Only a number is wanted here. Tally the lines of the data that contain "tests".

→ EXERCISE MATERIAL:

.....

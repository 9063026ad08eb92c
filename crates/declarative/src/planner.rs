//! Execution planner - builds lifecycle execution plans

use crate::diff::{Action, ResourceDiff, plan_changes};
use crate::resource::Resource;
use crate::types::ResourceData;
use std::collections::BTreeMap;

/// An ordered list of planned changes for one resource type
#[derive(Debug, Clone, Default)]
pub struct ExecutionPlan {
    pub changes: Vec<ResourceDiff>,
}

impl ExecutionPlan {
    /// Create a new empty plan
    pub fn new() -> Self {
        Self {
            changes: Vec::new(),
        }
    }

    /// Plan convergence of persisted records towards the declared ones
    pub fn reconcile(
        resource: &dyn Resource,
        declared: &BTreeMap<String, ResourceData>,
        prior: &BTreeMap<String, ResourceData>,
    ) -> Self {
        Self {
            changes: plan_changes(resource, declared, prior),
        }
    }

    /// Plan deletion of every persisted record
    pub fn destroy(resource: &dyn Resource, prior: &BTreeMap<String, ResourceData>) -> Self {
        Self {
            changes: plan_changes(resource, &BTreeMap::new(), prior),
        }
    }

    /// Filter plan to only include changes matching a predicate
    pub fn filter<F>(self, predicate: F) -> Self
    where
        F: Fn(&ResourceDiff) -> bool,
    {
        Self {
            changes: self.changes.into_iter().filter(|c| predicate(c)).collect(),
        }
    }

    /// Filter plan to only include changes matching a target pattern
    ///
    /// Target format: "name" or "type.name"
    pub fn filter_by_target(self, target: Option<&str>) -> Self {
        match target {
            None => self,
            Some(t) => {
                let (resource_type, name) = parse_target(t);
                self.filter(|c| matches_filter(c, resource_type.as_deref(), name.as_deref()))
            }
        }
    }

    /// Total number of changes in the plan
    pub fn total_changes(&self) -> usize {
        self.changes.len()
    }

    /// Check if plan is empty
    pub fn is_empty(&self) -> bool {
        self.changes.is_empty()
    }

    /// Check if plan has changes that need a drift check first
    pub fn has_refreshes(&self) -> bool {
        self.changes.iter().any(|c| c.action == Action::Refresh)
    }
}

/// Parse a target string like "type.name" into (type, name)
fn parse_target(target: &str) -> (Option<String>, Option<String>) {
    let parts: Vec<&str> = target.split('.').collect();
    match parts.len() {
        1 => (None, Some(parts[0].to_string())),
        2 => (Some(parts[0].to_string()), Some(parts[1].to_string())),
        _ => (None, Some(target.to_string())),
    }
}

/// Check if a change matches the filter criteria
fn matches_filter(change: &ResourceDiff, resource_type: Option<&str>, name: Option<&str>) -> bool {
    if let Some(rt) = resource_type
        && change.resource_type != rt
    {
        return false;
    }

    if let Some(n) = name
        && change.name != n
    {
        return false;
    }

    true
}

#[cfg(test)]
mod tests {
    use super::*;
    use crate::diff::tests::Named;

    fn state(names: &[&str]) -> BTreeMap<String, ResourceData> {
        names
            .iter()
            .map(|n| {
                let mut data = ResourceData::new().with_attribute("value", *n);
                data.set_id(*n);
                ((*n).to_string(), data)
            })
            .collect()
    }

    #[test]
    fn test_parse_target() {
        assert_eq!(parse_target("hello"), (None, Some("hello".to_string())));
        assert_eq!(
            parse_target("command.hello"),
            (Some("command".to_string()), Some("hello".to_string()))
        );
        assert_eq!(parse_target("a.b.c"), (None, Some("a.b.c".to_string())));
    }

    #[test]
    fn test_destroy_plans_every_persisted_record() {
        let plan = ExecutionPlan::destroy(&Named, &state(&["a", "b"]));
        assert_eq!(plan.total_changes(), 2);
        assert!(plan.changes.iter().all(ResourceDiff::is_removal));
    }

    #[test]
    fn test_filter_by_target() {
        let plan = ExecutionPlan::destroy(&Named, &state(&["a", "b"]));
        let only_b = plan.clone().filter_by_target(Some("b"));
        assert_eq!(only_b.total_changes(), 1);
        assert_eq!(only_b.changes[0].name, "b");

        let typed = plan.clone().filter_by_target(Some("named.a"));
        assert_eq!(typed.changes[0].name, "a");

        let wrong_type = plan.filter_by_target(Some("other.a"));
        assert!(wrong_type.is_empty());
    }

    #[test]
    fn test_reconcile_marks_refreshes() {
        let prior = state(&["a"]);
        let declared = prior.clone();
        let plan = ExecutionPlan::reconcile(&Named, &declared, &prior);
        assert!(plan.has_refreshes());
    }
}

.....

→ RESPONSE BELOW:
2